The first taxi, filled with screams and shouts, found one of the two exits from the parking lot choked off by a stream of angry whites. Swerving around, bombarded with conflicting advice, the driver found the other exit blocked by cars. This was too much for him. He told the Freedom Riders that he was going to abandon the taxi. While some of his passengers tried desperately to calm him, others looked back in horror at the loading platform. They, along with several Alabama reporters standing closer, saw a dozen men surround Jim Zwerg, the white Wisconsin exchange student at Fisk in Nashville. One of the men grabbed Zwerg’s suitcase and smashed him in the face with it. Others slugged him to the ground, and when he was dazed beyond resistance, one man pinned Zwerg’s head between his knees so that the others could take turns hitting him. As they steadily knocked out his teeth, and his face and chest were streaming with blood, a few adults on the perimeter put their children on their shoulders to view the carnage. A small girl asked what the men were doing, and her father replied, “Well, they’re really carrying on.” The Freedom Riders in the nearby taxi turned away in sickened hysteria.

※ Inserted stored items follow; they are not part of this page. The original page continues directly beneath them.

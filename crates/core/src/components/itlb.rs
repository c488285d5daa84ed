//! Instruction TLB (§4.7): an N-way set-associative cache of valid virtual
//! pages, sharing [`super::cache::policies`] with the data/instruction
//! cache rather than duplicating eviction logic.
//!
//! Grounded on the teacher's fully-associative `Tlb`, generalized to N-way
//! with a pluggable policy per the contract summary (the teacher's
//! implementation is fixed fully-associative, i.e. `sets == 1`, which this
//! component still supports as the degenerate case).

use std::collections::VecDeque;

use crate::builder::ConfigContext;
use crate::common::{Addr, SimError, SimResult};
use crate::components::cache::policies::{self, ReplacementPolicy};
use crate::link::{Component, ComponentId, ConnTable, ConnectionId, Message, MessageKind};

#[derive(Clone, Copy, Default)]
struct Entry {
    tag: u64,
    valid: bool,
}

pub struct ITlb {
    sets: usize,
    ways: usize,
    page_bits: u32,
    hit_latency: u64,
    miss_latency: u64,
    entries: Vec<Entry>,
    policy: Box<dyn ReplacementPolicy>,
    pending: VecDeque<(ConnectionId, Addr, u64)>,
    cycle: u64,
    hits: u64,
    misses: u64,
}

impl ITlb {
    #[must_use]
    pub fn new() -> Self {
        Self {
            sets: 1,
            ways: 1,
            page_bits: 12,
            hit_latency: 1,
            miss_latency: 20,
            entries: vec![Entry::default(); 1],
            policy: Box::new(policies::RoundRobinPolicy::new(1, 1)),
            pending: VecDeque::new(),
            cycle: 0,
            hits: 0,
            misses: 0,
        }
    }

    fn index(&self, addr: Addr) -> (usize, u64) {
        let page = addr.bits(self.page_bits, 64);
        let set = (page as usize) % self.sets;
        let tag = page / self.sets as u64;
        (set, tag)
    }

    fn access(&mut self, addr: Addr) -> bool {
        let (set, tag) = self.index(addr);
        let base = set * self.ways;

        for way in 0..self.ways {
            let entry = &self.entries[base + way];
            if entry.valid && entry.tag == tag {
                self.policy.update(set, way);
                return true;
            }
        }

        let victim = self.policy.get_victim(set);
        self.entries[base + victim] = Entry { tag, valid: true };
        self.policy.update(set, victim);
        false
    }
}

impl Default for ITlb {
    fn default() -> Self {
        Self::new()
    }
}

impl Component for ITlb {
    fn configure(&mut self, ctx: &mut ConfigContext<'_>) -> SimResult<()> {
        self.ways = ctx.integer("ways", Some(1))?.max(1) as usize;
        self.sets = crate::common::round_down_pow2(ctx.integer("sets", Some(1))?.max(1) as usize);
        self.page_bits = crate::common::round_down_pow2(ctx.integer("pageSize", Some(4096))?.max(1) as usize).trailing_zeros();
        self.hit_latency = ctx.integer("hitLatency", Some(1))?.max(0) as u64;
        self.miss_latency = ctx.integer("missPenalty", Some(20))?.max(0) as u64;

        let policy_name = ctx.string("policy", Some("LRU"))?;
        self.policy = policies::build(&policy_name, self.sets, self.ways)
            .ok_or_else(|| SimError::build(ctx.self_name(), format!("unknown replacement policy {policy_name:?}")))?;

        self.entries = vec![Entry::default(); self.sets * self.ways];
        Ok(())
    }

    fn clock(&mut self, id: ComponentId, conns: &mut ConnTable) {
        self.cycle += 1;

        while let Some((_, _, due)) = self.pending.front() {
            if *due > self.cycle {
                break;
            }
            let (conn, addr, _) = self.pending.pop_front().expect("front() just matched Some");
            let _ = conns.enqueue_response(conn, Message::Memory(addr));
        }

        for inbound in conns.connections_owned_by(id) {
            while let Ok(Message::Memory(addr)) = conns.dequeue_request(inbound) {
                let hit = self.access(addr);
                if hit {
                    self.hits += 1;
                } else {
                    self.misses += 1;
                }
                let latency = if hit { self.hit_latency } else { self.miss_latency };
                self.pending.push_back((inbound, addr, self.cycle + latency));
            }
        }
    }

    fn print_statistics(&self, name: &str, out: &mut dyn std::io::Write) -> std::io::Result<()> {
        writeln!(out, "{name}.hits: {}", self.hits)?;
        writeln!(out, "{name}.misses: {}", self.misses)
    }

    fn message_kind(&self) -> MessageKind {
        MessageKind::Memory
    }
}
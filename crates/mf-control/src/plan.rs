//! The pluggable optimal-control problem.

use mf_core::SignalRecord;

use crate::error::ControlResult;

/// A control plan: control signals on a strictly increasing time axis,
/// produced fresh by each solve.
pub type Plan = SignalRecord;

/// The optimization seam of the engine.
///
/// `formulate` runs exactly once, lazily, before the first solve; use it
/// for expensive structural setup (building a reusable problem template)
/// that must not be repeated. `solve` may be arbitrarily expensive and may
/// fail; failures propagate to the run loop, which does not retry.
pub trait Planner {
    /// State consumed by [`solve`](Self::solve), paired with the
    /// estimator that produces it.
    type State;

    /// One-time setup hook.
    fn formulate(&mut self) -> ControlResult<()> {
        Ok(())
    }

    /// Solve the control problem over the prediction's time axis.
    fn solve(&mut self, state: &Self::State, prediction: &SignalRecord) -> ControlResult<Plan>;
}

Upstairs at a window of the Federal Building, observer John Doar, his renowned dour composure already dissolved, was describing the sudden disaster over the telephone to Burke Marshall. “Oh, there are fists, punching!” he cried. “A bunch of men led by a guy with a bleeding face are beating them. There are no cops. It’s terrible! It’s terrible! There’s not a cop in sight. People are yelling, ‘There those niggers are! Get ’em, get ’em!’ It’s awful.” One of Robert Kennedy’s secretaries was taking notes on an extension phone. Marshall, still listening to Doar, asked another one to track down the Attorney General. Less than five minutes after the bus door opened in Montgomery, official Washington knew that pipes and bare knuckles nullified all the painstaking federal-state agreements.

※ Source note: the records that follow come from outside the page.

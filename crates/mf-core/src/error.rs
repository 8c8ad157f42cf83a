use thiserror::Error;

pub type CoreResult<T> = Result<T, CoreError>;

#[derive(Error, Debug, Clone, PartialEq)]
pub enum CoreError {
    #[error("Invalid argument: {what}")]
    InvalidArg { what: &'static str },

    #[error("Non-finite numeric value for {what}: {value}")]
    NonFinite { what: &'static str, value: f64 },

    #[error("Time axis not strictly increasing at index {index}")]
    TimeNotIncreasing { index: usize },

    #[error("Signal `{key}` has {actual} samples but the time axis has {expected}")]
    LengthMismatch {
        key: String,
        expected: usize,
        actual: usize,
    },

    #[error("Signal `{key}` row {row} has {actual} columns, expected {expected}")]
    RaggedMatrix {
        key: String,
        row: usize,
        expected: usize,
        actual: usize,
    },

    #[error("Invariant violated: {what}")]
    Invariant { what: &'static str },
}
//! Horizon configuration for a receding-horizon controller.

use mf_core::{Real, arange};
use serde::{Deserialize, Serialize};

use crate::error::{ControlError, ControlResult};

/// Look-ahead window of a controller: total horizon length, grid spacing
/// within the horizon, and the real-time advance per loop iteration.
#[derive(Debug, Clone, Copy, PartialEq, Serialize, Deserialize)]
pub struct HorizonConfig {
    /// Total look-ahead length.
    pub horizon: Real,
    /// Grid spacing within the horizon.
    pub timestep: Real,
    /// Real-time advance per receding step; defaults to `timestep`.
    pub receding: Real,
}

impl HorizonConfig {
    /// Create a horizon configuration with `receding == timestep`.
    ///
    /// # Arguments
    ///
    /// * `horizon` - Total look-ahead length (must be positive)
    /// * `timestep` - Grid spacing (must be positive)
    pub fn new(horizon: Real, timestep: Real) -> ControlResult<Self> {
        if !(horizon > 0.0) || !horizon.is_finite() {
            return Err(ControlError::InvalidArg {
                what: "horizon must be positive",
            });
        }
        if !(timestep > 0.0) || !timestep.is_finite() {
            return Err(ControlError::InvalidArg {
                what: "timestep must be positive",
            });
        }
        Ok(Self {
            horizon,
            timestep,
            receding: timestep,
        })
    }

    /// Override the receding interval.
    pub fn with_receding(mut self, receding: Real) -> ControlResult<Self> {
        if !(receding > 0.0) || !receding.is_finite() {
            return Err(ControlError::InvalidArg {
                what: "receding must be positive",
            });
        }
        self.receding = receding;
        Ok(self)
    }

    /// The horizon grid starting at `starttime`: `starttime` through
    /// `starttime + horizon` inclusive, spaced by `timestep`.
    ///
    /// The endpoint is captured by padding the open bound with
    /// `0.01 * timestep`, which keeps it included under accumulated
    /// floating-point error without ever picking up an extra step.
    pub fn time_grid(&self, starttime: Real) -> Vec<Real> {
        arange(
            starttime,
            starttime + self.horizon + 0.01 * self.timestep,
            self.timestep,
        )
    }
}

Seigenthaler, driving slowly toward the scene through a mass of bystanders, first saw suitcases flying upward in the distance. He did not yet know that this was the Freedom Riders’ luggage being thrown into the air—smashed open as trophies—but he could sense the contagion of a riot. As he moved within sight of the loading platform, a swarming mass of several hundred people came into view, running in all directions, to and from scattered pockets of violence. To Seigenthaler, it looked like a close-up of a giant anthill. He caught sight of one well-dressed Negro darting ahead of his pursuers, and then, closer to his car, he saw a cluster of people moving around a young white woman. This was Susan Wilbur, struggling to escape after being pulled from the Negro taxi. White women were beating her from behind with pocketbooks, and a teenager was jabbing her from the front, dancing like a prizefighter.

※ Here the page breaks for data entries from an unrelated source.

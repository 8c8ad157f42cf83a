//! Error types for emulation and the run loop.

use thiserror::Error;

/// Errors encountered while emulating or running the receding-horizon
/// loop.
#[derive(Error, Debug)]
pub enum SimError {
    #[error("Invalid argument: {what}")]
    InvalidArg { what: &'static str },

    #[error("Backend error: {message}")]
    Backend { message: String },

    #[error("Control error: {message}")]
    Control { message: String },

    #[error("Data error: {message}")]
    Data { message: String },
}

pub type SimResult<T> = Result<T, SimError>;

impl From<mf_control::ControlError> for SimError {
    fn from(e: mf_control::ControlError) -> Self {
        SimError::Control {
            message: e.to_string(),
        }
    }
}

impl From<mf_series::SeriesError> for SimError {
    fn from(e: mf_series::SeriesError) -> Self {
        SimError::Data {
            message: e.to_string(),
        }
    }
}

impl From<mf_core::CoreError> for SimError {
    fn from(e: mf_core::CoreError) -> Self {
        SimError::Data {
            message: e.to_string(),
        }
    }
}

Seigenthaler decided to try to rescue her. He drove up on the curb and jumped out. As he did, a woman with an especially heavy shoulder bag knocked Wilbur across the right front fender of his car, and by the time Seigenthaler reached her lying there, the crowd of screaming, angry whites jammed in so tightly upon them that he could not push his way to the car’s back door. He grabbed Wilbur by the shoulders, managed to pull the right front door open, and, shouting “Come on, get in the car,” began to slide across to the driver’s seat. He saw in a flash that another white student—Sue Harmann, whom he had not seen before—had dived into the back.
Wilbur balked. Still absorbing blows, she shouted, “Mister, this is not your fight! Get away from here! You’re gonna get killed!”
Seigenthaler jumped back outside, where people were climbing over his car. “Get in the damn car!” he shrieked at Wilbur.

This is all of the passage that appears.